PACOTES DE BARCELONA


por Sergio Milani

Não, esta coluna não tratará de comércio ou de embalagens. Mas um dos principais tópicos para o GP da Espanha, que acontecerá no próximo final de semana, é a introdução dos pacotes de atualização pelas equipes em seus carros.

Não é de hoje que os times deixam para introduzir maiores modificações no início da dita “fase europeia” da temporada. Era prática comum nos anos 70 até o início dos 90 usar carros da fase anterior e deixar para estrear seus projetos recentes no Velho Continente.

Mesmo com todo o avanço da tecnologia e logística, a introdução das novidades é facilitada pelo fato das bases dos times estarem mais “próximas” (Inglaterra e Itália). À esta altura, as equipes têm material suficiente para analisar o desempenho e confirmar se o programa de desenvolvimento está no caminho certo ou são necessários ajustes.

No quadro atual, Barcelona é o lugar ideal para a introdução de mudanças mais relevantes dos carros. Embora a temperatura local prometa estar mais alta do que nos testes de inverno, é a única pista em que se tem um referencial de desempenho em relação à pré-temporada. Por mais que a tecnologia tenha evoluído, ainda não se consegue reproduzir em túneis de vento e modelos computacionais toda a variação de pista.

Pode parecer preciosismo, mas agora veremos as mudanças mais significativas nos carros. Asas e aletas diferentes, principalmente. Mas as equipes trabalharão mais nos “detalhes” não tão à mostra: suspensões, assoalhos, difusores...itens que, juntos, podem fazer toda a diferença no desempenho.

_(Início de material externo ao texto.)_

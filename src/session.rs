//! Request-scoped session helpers.
//!
//! A `SessionClient` binds the shared identity service to one request's cookie jar.
//! Whatever the identity service decides (refreshed tokens, a dead session) is
//! written back into the jar, which the caller then returns with its response.

use crate::identity::{IdentityError, IdentityState, Session, SessionTokens, User};
use async_trait::async_trait;
use axum_extra::extract::cookie::{Cookie, CookieJar, SameSite};
use std::time::Duration;

pub const ACCESS_COOKIE: &str = "sb-access-token";
pub const REFRESH_COOKIE: &str = "sb-refresh-token";

/// Reads the token pair out of the request cookies.
pub fn tokens_from_jar(jar: &CookieJar) -> SessionTokens {
    SessionTokens {
        access_token: jar.get(ACCESS_COOKIE).map(|c| c.value().to_string()),
        refresh_token: jar.get(REFRESH_COOKIE).map(|c| c.value().to_string()),
    }
}

fn session_cookie(name: &'static str, value: String) -> Cookie<'static> {
    Cookie::build((name, value))
        .path("/")
        .http_only(true)
        .same_site(SameSite::Lax)
        .build()
}

fn removal_cookie(name: &'static str) -> Cookie<'static> {
    Cookie::build(name).path("/").build()
}

/// Something that can answer "is there a live session right now?".
///
/// Implemented by `SessionClient`; the render gate takes any probe so tests can
/// script the outcome.
#[async_trait]
pub trait SessionProbe: Send + Sync {
    async fn current_session(&mut self) -> Result<Option<Session>, IdentityError>;
}

/// SessionClient
pub struct SessionClient {
    identity: IdentityState,
    jar: CookieJar,
    timeout: Duration,
}

impl SessionClient {
    pub fn new(identity: IdentityState, jar: CookieJar, timeout: Duration) -> Self {
        Self {
            identity,
            jar,
            timeout,
        }
    }

    /// Resolves the request's session, keeping the jar in sync with the outcome.
    ///
    /// Bounded by the configured timeout; an elapsed timeout is reported as
    /// `IdentityError::Timeout`.
    pub async fn resolve(&mut self) -> Result<Option<Session>, IdentityError> {
        let tokens = tokens_from_jar(&self.jar);
        if tokens.is_empty() {
            return Ok(None);
        }

        let outcome = tokio::time::timeout(self.timeout, self.identity.get_session(&tokens))
            .await
            .map_err(|_| IdentityError::Timeout)??;

        match &outcome {
            Some(session) => {
                if tokens.access_token.as_deref() != Some(session.access_token.as_str()) {
                    tracing::debug!(user_id = %session.user.id, "session refreshed");
                    self.store(session);
                }
            }
            None => self.clear(),
        }
        Ok(outcome)
    }

    /// The current session, or `None` when there is none or it could not be
    /// determined. Never fails: lookup errors are logged and treated as absent.
    pub async fn get_current_session(&mut self) -> Option<Session> {
        match self.resolve().await {
            Ok(session) => session,
            Err(e) => {
                tracing::warn!(error = %e, "session lookup failed; treating as signed out");
                None
            }
        }
    }

    pub async fn get_current_user(&mut self) -> Option<User> {
        self.get_current_session().await.map(|s| s.user)
    }

    pub async fn is_authenticated(&mut self) -> bool {
        self.get_current_session().await.is_some()
    }

    /// Password sign-in. On success both session cookies are set on the jar.
    pub async fn sign_in(&mut self, email: &str, password: &str) -> Result<Session, IdentityError> {
        let session = tokio::time::timeout(
            self.timeout,
            self.identity.sign_in_with_password(email, password),
        )
        .await
        .map_err(|_| IdentityError::Timeout)??;

        self.store(&session);
        Ok(session)
    }

    /// Revokes the session (best effort) and always clears the cookies.
    pub async fn sign_out(&mut self) {
        if let Some(token) = self.jar.get(ACCESS_COOKIE).map(|c| c.value().to_string()) {
            let revoke = tokio::time::timeout(self.timeout, self.identity.sign_out(&token)).await;
            match revoke {
                Ok(Ok(())) => {}
                Ok(Err(e)) => tracing::warn!(error = %e, "sign-out revoke failed"),
                Err(_) => tracing::warn!("sign-out revoke timed out"),
            }
        }
        self.clear();
    }

    /// The jar as it stands, including any cookie changes so far.
    pub fn jar(&self) -> &CookieJar {
        &self.jar
    }

    /// Hands back the jar, including any cookie changes, for the response.
    pub fn into_jar(self) -> CookieJar {
        self.jar
    }

    fn store(&mut self, session: &Session) {
        let mut jar = self
            .jar
            .clone()
            .add(session_cookie(ACCESS_COOKIE, session.access_token.clone()));
        if let Some(refresh) = &session.refresh_token {
            jar = jar.add(session_cookie(REFRESH_COOKIE, refresh.clone()));
        }
        self.jar = jar;
    }

    /// Expires whichever session cookies the request carried.
    fn clear(&mut self) {
        let mut jar = self.jar.clone();
        for name in [ACCESS_COOKIE, REFRESH_COOKIE] {
            if jar.get(name).is_some() {
                jar = jar.remove(removal_cookie(name));
            }
        }
        self.jar = jar;
    }
}

#[async_trait]
impl SessionProbe for SessionClient {
    async fn current_session(&mut self) -> Result<Option<Session>, IdentityError> {
        self.resolve().await
    }
}

#[cfg(test)]
mod tests {
    use super::*;
    use crate::identity::{MockBehavior, MockIdentityService};
    use std::sync::Arc;

    fn jar_with(token: &str) -> CookieJar {
        CookieJar::new().add(Cookie::new(ACCESS_COOKIE, token.to_string()))
    }

    #[tokio::test]
    async fn empty_jar_skips_the_backend() {
        let identity = Arc::new(MockIdentityService::new());
        let mut client =
            SessionClient::new(identity.clone(), CookieJar::new(), Duration::from_secs(1));
        assert!(client.get_current_session().await.is_none());
        assert_eq!(identity.session_lookups(), 0);
    }

    #[tokio::test]
    async fn valid_cookie_yields_session() {
        let identity = Arc::new(MockIdentityService::new());
        let mut client = SessionClient::new(
            identity,
            jar_with(MockIdentityService::VALID_TOKEN),
            Duration::from_secs(1),
        );
        let user = client.get_current_user().await.unwrap();
        assert_eq!(user.email.as_deref(), Some("admin@example.org"));
    }

    #[tokio::test]
    async fn dead_cookie_is_removed() {
        let identity = Arc::new(MockIdentityService::new());
        let mut client = SessionClient::new(identity, jar_with("stale"), Duration::from_secs(1));
        assert!(!client.is_authenticated().await);
        assert!(client.into_jar().get(ACCESS_COOKIE).is_none());
    }

    #[tokio::test]
    async fn backend_failure_fails_closed() {
        let identity = Arc::new(MockIdentityService::with_behavior(MockBehavior::Unreachable));
        let mut client = SessionClient::new(
            identity,
            jar_with(MockIdentityService::VALID_TOKEN),
            Duration::from_secs(1),
        );
        assert!(client.get_current_session().await.is_none());
    }

    #[tokio::test]
    async fn hanging_backend_times_out() {
        let identity = Arc::new(MockIdentityService::with_behavior(MockBehavior::Hang));
        let mut client = SessionClient::new(
            identity,
            jar_with(MockIdentityService::VALID_TOKEN),
            Duration::from_millis(20),
        );
        assert!(matches!(client.resolve().await, Err(IdentityError::Timeout)));
    }

    #[tokio::test]
    async fn sign_in_sets_both_cookies() {
        let identity = Arc::new(MockIdentityService::new());
        let mut client = SessionClient::new(identity, CookieJar::new(), Duration::from_secs(1));
        client
            .sign_in("admin@example.org", "correct-horse")
            .await
            .unwrap();
        let jar = client.into_jar();
        assert_eq!(
            jar.get(ACCESS_COOKIE).map(|c| c.value().to_string()),
            Some(MockIdentityService::VALID_TOKEN.to_string())
        );
        assert!(jar.get(REFRESH_COOKIE).is_some());
    }

    #[tokio::test]
    async fn sign_out_revokes_and_clears() {
        let identity = Arc::new(MockIdentityService::new());
        let mut client = SessionClient::new(
            identity.clone(),
            jar_with(MockIdentityService::VALID_TOKEN),
            Duration::from_secs(1),
        );
        client.sign_out().await;
        assert_eq!(
            identity.signed_out_tokens(),
            vec![MockIdentityService::VALID_TOKEN.to_string()]
        );
        assert!(client.into_jar().get(ACCESS_COOKIE).is_none());
    }
}
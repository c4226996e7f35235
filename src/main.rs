use sangam_portal::{
    AppState,
    config::{AppConfig, Env},
    create_router,
    identity::{IdentityState, SupabaseIdentity},
    repository::{Collection, PostgresRepository, RepositoryState},
    storage::{S3StorageClient, StorageService, StorageState},
};
use sqlx::postgres::PgPoolOptions;
use std::sync::Arc;
use tokio::net::TcpListener;
use tracing_subscriber::{layer::SubscriberExt, util::SubscriberInitExt};

/// main
///
/// Loads configuration, initializes logging, connects Postgres, storage and the
/// identity backend, then serves the router.
#[tokio::main]
async fn main() {
    // 1. Configuration (fail-fast on missing production secrets)
    dotenv::dotenv().ok();
    let config = AppConfig::load();

    // 2. Logging: RUST_LOG wins, otherwise crate debug + request logs.
    let env_filter = tracing_subscriber::EnvFilter::try_from_default_env()
        .unwrap_or_else(|_| "sangam_portal=debug,tower_http=info".into());

    match config.env {
        Env::Local => {
            tracing_subscriber::registry()
                .with(env_filter)
                .with(tracing_subscriber::fmt::layer().pretty())
                .init();
        }
        Env::Production => {
            tracing_subscriber::registry()
                .with(env_filter)
                .with(tracing_subscriber::fmt::layer().json())
                .init();
        }
    }

    tracing::info!("Application starting in {:?} mode", config.env);

    // 3. Database
    let pool = PgPoolOptions::new()
        .max_connections(5)
        .connect(&config.db_url)
        .await
        .expect("FATAL: Failed to connect to Postgres. Check DATABASE_URL.");

    let repo = Arc::new(PostgresRepository::new(pool)) as RepositoryState;

    // 4. Storage
    let s3_client = S3StorageClient::new(
        &config.s3_endpoint,
        &config.s3_region,
        &config.s3_key,
        &config.s3_secret,
        &config.public_storage_url,
    )
    .await;

    // LOCAL-ONLY: provision one MinIO bucket per collection.
    if config.env == Env::Local {
        for collection in Collection::ALL {
            s3_client.ensure_bucket_exists(collection.bucket()).await;
        }
    }

    let storage = Arc::new(s3_client) as StorageState;

    // 5. Identity backend, shared by both access gates.
    let identity = Arc::new(SupabaseIdentity::new(
        &config.supabase_url,
        &config.supabase_anon_key,
        &config.jwt_secret,
    )) as IdentityState;

    let bind_addr = config.bind_addr.clone();
    let admin_prefix = config.admin_prefix.clone();
    let app = create_router(AppState::new(repo, storage, identity, config));

    // 6. Server
    let listener = TcpListener::bind(&bind_addr)
        .await
        .expect("FATAL: Failed to bind the HTTP listener. Check BIND_ADDR.");

    tracing::info!("Listening on {}", bind_addr);
    tracing::info!("Admin panel under {}", admin_prefix);
    tracing::info!("API Documentation (Swagger UI) available at /swagger-ui");

    if let Err(e) = axum::serve(listener, app).await {
        tracing::error!(error = %e, "server terminated");
    }
}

Afinal de contas, todo centésimo a favor conta.

Em todos os quadrantes do grid, tais mudanças são esperadas: a Mercedes, para conseguir manter a liderança; Ferrari, para tentar resolver o Cubo de Kubik (palavras de Vettel) e confirmar o bom desempenho da pré-temporada (91 se repete?); Red Bull, para conseguir destravar o desempenho que só aparece em alguns locais.

Não podemos esquecer o grupo de trás: a briga para conseguir se garantir no posto de “melhor do resto”. E aí, uma das que devem trazer muitas novidades é a Racing Point, que vem conseguindo marcar pontos constantemente e fez uma bela apresentação em Baku. A Haas deve trazer novidades na suspensão para acertar seu problema de pneus e a McLaren para consolidar uma “retomada” nas mãos de sua “garotada”.

A Williams deverá vir com novidades na esperança, de reduzir o fosso existente entre o restante do grupo. Este é o objetivo mais urgente. Ainda não deve ter havido tempo de Patrick Head dar seu “toque” na equipe, mas o trabalho é frenético em Grove. A “prata da casa” vem atuando (não se fala na vinda de um novo Diretor Técnico, tampouco numa volta de Paddy Lowe) e, caso haja sinais encorajadores, o time deve ainda tentar salvar o FW42. Caso contrário, o foco deverá ser voltado para o regulamento técnico de 2020, publicado pela FIA na semana passada...

Do ponto de vista técnico, este é um Grande Prêmio para se prestar atenção. Mas o que a grande massa quer é ver emoção. Montmeló não é uma pista dada a grandes disputas. Mas é o momento decisivo para Red Bull e Ferrari mostrarem que tem condições de destronar a Mercedes como a líder do campeonato. Este será o grande atrativo do fim de semana para ver se teremos uma disputa aberta ou ficará restrita às "flechas de prata". Vejamos quem terá o melhor pacote.